Medicare’s CAH status was enacted under the Balanced Budget Act of 1997, as Congress sought to address the closure of hundreds of rural hospitals across the country, which, due to their small size and care for disproportionately older, sicker and poorer patients, could not financially survive under Medicare’s traditional payment system. The CAH designation provided an alternative reimbursement structure for these very small, rural hospitals in order to keep their doors open.
Since that time, the CAH program has operated efficiently, represents less than 5 percent of Medicare’s total hospital budget and has provided more than 60 million rural Medicare beneficiaries in the U.S. with access to health care that is close to home.

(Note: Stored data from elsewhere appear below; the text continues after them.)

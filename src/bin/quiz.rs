use std::io::Write;
use std::path::PathBuf;

use anyhow::{bail, Context};
use clap::{ArgGroup, Parser};
use quiz_forge::client::{QuizApiClient, DEFAULT_ENDPOINT};
use quiz_forge::controller::{Grade, QuizState};
use quiz_forge::error::QuizError;
use quiz_forge::extract::PdfTextExtractor;
use quiz_forge::session::QuizSession;
use tokio::io::{AsyncBufReadExt, BufReader, Lines, Stdin};
use tracing_subscriber::{layer::SubscriberExt, util::SubscriberInitExt};

#[derive(Parser)]
#[command(author, version, about = "Take an AI-generated quiz in the terminal", long_about = None)]
#[command(group(ArgGroup::new("input").required(true).args(["text", "text_file", "pdf"])))]
struct Args {
    /// Text to build the quiz from (50 to 10000 characters)
    #[arg(long)]
    text: Option<String>,

    /// Read the quiz text from a file
    #[arg(long)]
    text_file: Option<PathBuf>,

    /// Build the quiz from the text of a PDF
    #[arg(long)]
    pdf: Option<PathBuf>,

    /// Quiz generation endpoint
    #[arg(long, env = "QUIZ_ENDPOINT", default_value = DEFAULT_ENDPOINT)]
    endpoint: String,
}

type Session = QuizSession<QuizApiClient, PdfTextExtractor>;

async fn load_input(session: &mut Session, args: &Args) -> anyhow::Result<()> {
    if let Some(text) = &args.text {
        session.set_text(text.clone())?;
    } else if let Some(path) = &args.text_file {
        let text = tokio::fs::read_to_string(path)
            .await
            .with_context(|| format!("Failed to read {}", path.display()))?;
        session.set_text(text)?;
    } else if let Some(path) = &args.pdf {
        let bytes = tokio::fs::read(path)
            .await
            .with_context(|| format!("Failed to read {}", path.display()))?;
        let name = path
            .file_name()
            .map(|n| n.to_string_lossy().into_owned())
            .unwrap_or_default();
        session.set_pdf(name, bytes);
    }
    Ok(())
}

async fn prompt(lines: &mut Lines<BufReader<Stdin>>, text: &str) -> anyhow::Result<String> {
    print!("{}", text);
    std::io::stdout().flush()?;
    match lines.next_line().await? {
        Some(line) => Ok(line.trim().to_string()),
        None => bail!("Input closed before the quiz was finished"),
    }
}

/// Ask one question until a valid choice (or an empty skip) is entered.
async fn ask(
    session: &mut Session,
    lines: &mut Lines<BufReader<Stdin>>,
    index: usize,
) -> anyhow::Result<()> {
    let question = session.controller().questions()[index].clone();
    let total = session.controller().questions().len();

    println!("\nQuestion {} of {}", index + 1, total);
    println!("{}", question.question_text);
    for (i, option) in question.options.iter().enumerate() {
        println!("  {}. {}", i + 1, option);
    }

    loop {
        let answer = prompt(lines, "Your answer (1-4, Enter to skip): ").await?;
        if answer.is_empty() {
            return Ok(());
        }
        match answer.parse::<usize>() {
            Ok(n) if (1..=question.options.len()).contains(&n) => {
                session.select_answer(index, n - 1)?;
                return Ok(());
            }
            _ => println!("Please enter a number between 1 and {}.", question.options.len()),
        }
    }
}

fn print_results(session: &Session) {
    let score = session.controller().score();
    let band = match score.grade() {
        Grade::Strong => "Great work!",
        Grade::Fair => "Not bad.",
        Grade::Weak => "Keep practising.",
    };
    println!("\n=== Quiz Results ===");
    println!(
        "You scored {} out of {} ({}%). {}",
        score.correct,
        score.total,
        score.percentage(),
        band
    );

    for (i, review) in session.controller().review().iter().enumerate() {
        let mark = if review.is_correct { "✓" } else { "✗" };
        println!("\n{} {}. {}", mark, i + 1, review.question.question_text);
        if let Some(selected) = review.selected {
            println!("   Your answer: {}", review.question.options[selected]);
        }
        if !review.is_correct {
            println!("   Correct answer: {}", review.question.correct_option());
        }
        println!("   {}", review.question.explanation);
    }
}

#[tokio::main]
async fn main() -> anyhow::Result<()> {
    tracing_subscriber::registry()
        .with(
            tracing_subscriber::EnvFilter::try_from_default_env()
                .unwrap_or_else(|_| "quiz_forge=warn".into()),
        )
        .with(tracing_subscriber::fmt::layer().with_writer(std::io::stderr))
        .init();

    let args = Args::parse();
    let mut session = QuizSession::new(QuizApiClient::new(args.endpoint.clone()), PdfTextExtractor);
    load_input(&mut session, &args).await?;

    println!("Generating your quiz...");
    session.generate().await?;
    if session.state() != QuizState::Taking {
        bail!(session
            .controller()
            .error()
            .unwrap_or("An unknown error occurred.")
            .to_string());
    }

    let mut lines = BufReader::new(tokio::io::stdin()).lines();
    for index in 0..session.controller().questions().len() {
        ask(&mut session, &mut lines, index).await?;
    }

    loop {
        match session.submit() {
            Ok(_) => break,
            Err(QuizError::Incomplete { unanswered }) => {
                println!("\n{} question(s) still unanswered.", unanswered);
                let pending: Vec<usize> = session
                    .controller()
                    .answers()
                    .iter()
                    .enumerate()
                    .filter_map(|(i, a)| a.is_none().then_some(i))
                    .collect();
                for index in pending {
                    ask(&mut session, &mut lines, index).await?;
                }
            }
            Err(e) => return Err(e.into()),
        }
    }

    print_results(&session);
    Ok(())
}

According to Sexton, closing these CAHs would also impact local economies as a result of the loss of 209,808 jobs and over $8.7 billion in wages, salaries and benefits to the communities they serve.

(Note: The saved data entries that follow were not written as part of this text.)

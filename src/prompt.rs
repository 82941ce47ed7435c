//! Instruction prompt sent to the model.

use std::ops::RangeInclusive;

/// Number of questions the model is asked to produce.
pub const QUESTION_COUNT: RangeInclusive<usize> = 5..=10;

/// System instruction for chat-style providers that accept one.
pub const SYSTEM_PROMPT: &str = "You are a teacher who writes multiple-choice quizzes. \
Reply with a JSON array of questions and nothing else.";

/// Build the fixed quiz instruction around the user's context.
pub fn build_quiz_prompt(context: &str) -> String {
    format!(
        "Based on the following text, generate a multiple-choice quiz with {min} to {max} questions. \
For each question, provide exactly 4 options. The questions should test understanding of the key concepts in the text.

Context:
---
{context}
---

Provide the output in the JSON format defined by the schema.",
        min = QUESTION_COUNT.start(),
        max = QUESTION_COUNT.end(),
        context = context,
    )
}

/// Append schema guidance for providers without native structured output.
pub fn with_schema_guidance(prompt: &str, schema: &serde_json::Value) -> String {
    let schema_json = serde_json::to_string_pretty(schema)
        .unwrap_or_else(|_| "Schema serialization failed".to_string());

    format!(
        "{}\n\n## Response Format\nRespond with only a JSON array matching this schema, without any commentary:\n```json\n{}\n```",
        prompt, schema_json
    )
}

“The OIG reported a savings, but the shift to other hospitals (not including ambulance transfer expense) would not only cost the government an estimated additional $993 million, but it would take that money out of the communities in which it was earned forcing patients and families to travel needlessly,” he stated. “The models created for large urban medical centers simply do not work for rural communities. Congress needs to reexamine why this model was created and support it. Unfortunately, many of the leaders and staffers who created this model are no longer in office and the purpose and history have been lost.”
Sexton is confident in the overall strength of Prairie du Chien Memorial Hospital as well as its ability to adapt through the numerous Medicare and Medicaid changes that have taken place over the past 57 years of the hospital’s existence. However, he said removal of the CAH status would reduce the payments to the hospital for needed services, forcing PDCMH to provide those services to Medicare beneficiaries for less than it costs to provide them.
“The hospital has and continues to subsidize multiple services needed by the community that might not be available if we were not reimbursed what it costs us to provide needed medical care,” he added. “One example is the construction of the new nursing home to replace the old Prairie Maison facility. The hospital was able to provide over $18 million to upgrade and save this needed community service that was in jeopardy.
“PDCMH has always been cost-conscious and a good value to our patients. In fact, the 2010 Medicare data shows that rural hospitals like ours outperform urban counterparts and do it at 10 percent less per Medicare beneficiary in the north central region of the U.S.”